Tra gli stereotipi sul Parkinson, uno dei più diffusi riguarda i sintomi: l’idea, cioè, che causi solo problemi fisici, come rallentamento motorio, rigidità muscolare, difficoltà a camminare e tremori. «In realtà – osserva Rizzetti – ci sono anche i cosiddetti “sintomi non motori”, che fino a una ventina d’anni fa erano poco noti: parlo di disturbi del sonno, del tono dell’umore, di problemi di deglutizione, stipsi. Tutti sintomi che hanno un’importanza pari o a volte addirittura più rilevante dei classici sintomi motori». Il punto chiave rimane «la famiglia, perché tutte le malattie croniche tendono a diventare non solo la malattia del malato ma la malattia della famiglia. Queste malattie – dice – possono anche causare fratture all’interno della famiglia, soprattutto se il familiare-caregiver non conosce la malattia e non sa come gestire la persona che ne è affetta. Qui si apre il grosso tema del supporto al familiare: a Bergamo c’è il progetto “Caregiver Bergamo”, che serve proprio per la presa in carico dei familiari di questi pazienti».
Le terapie
Le terapie oggi a disposizione per combattere il morbo di Parkinson sono esclusivamente sintomatiche, cioè migliorano alcuni sintomi, non sono però in grado di guarire dalla malattia. «Non c’è nemmeno un farmaco neuroprotettivo che possa rallentare il suo avanzamento – puntualizza la dottoressa –. Ad oggi, abbiamo a disposizione alcune terapie avanzate, tra cui la stimolazione cerebrale profonda, un intervento neurochirurgico che prevede l’inserimento di elettrodi nelle aree del cervello causative del Parkinson, soprattutto per i pazienti più giovani». Qualche beneficio il paziente può trarlo anche dalle menzionate musicoterapia e danzaterapia. «In Ferb, da sempre proponiamo trattamenti di danzaterapia, dove si lavora con ritmi musicali per migliorare la fluidità dei movimenti e la coordinazione.
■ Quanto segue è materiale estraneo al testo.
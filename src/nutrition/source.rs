use async_trait::async_trait;

use crate::model::NutritionPer100g;

/// A remote nutrition database
///
/// Implementations swallow their own failures: a network error, a bad
/// response or missing credentials all read as "no data".
#[async_trait]
pub trait NutritionSource: Send + Sync {
    /// Short name used in logs (e.g. "usda")
    fn source_name(&self) -> &str;

    /// Per-100g nutrition of the best match for a free-text food name
    async fn search(&self, query: &str) -> Option<NutritionPer100g>;

    /// Per-100g nutrition of a food by its database identifier
    async fn by_id(&self, food_id: u64) -> Option<NutritionPer100g>;
}

/// Source that never has data; used when remote lookups are disabled
#[derive(Debug, Default, Clone, Copy)]
pub struct OfflineSource;

#[async_trait]
impl NutritionSource for OfflineSource {
    fn source_name(&self) -> &str {
        "offline"
    }

    async fn search(&self, _query: &str) -> Option<NutritionPer100g> {
        None
    }

    async fn by_id(&self, _food_id: u64) -> Option<NutritionPer100g> {
        None
    }
}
Con musicoterapia si intendono invece esercizi di riscaldamento vocale, respirazione e vocalizzi, che aiutano a parlare meglio. A Trescore avevamo anche attività di Yoga, che riprenderemo». La riabilitazione è parte integrante del trattamento, anche se non sempre è necessaria. Lo diventa quando si verificano alterazioni specifiche, come disturbi del cammino, della postura o a livello di parola. E, sempre in tema riabilitazione, importante è l’ausilio di attrezzature all’avanguardia. «Ci siamo dotati di un’apparecchiatura per la “Gait analysis”, ovvero per valutare in modo puntuale le caratteristiche della deambulazione del paziente e verificare modifiche legate al trattamento riabilitativo. Un altro strumento è la D-wall di Tecnobody: una sorta di specchio digitale che permette al paziente di vedersi mentre esegue gli esercizi e di interagire con gli elementi sullo schermo».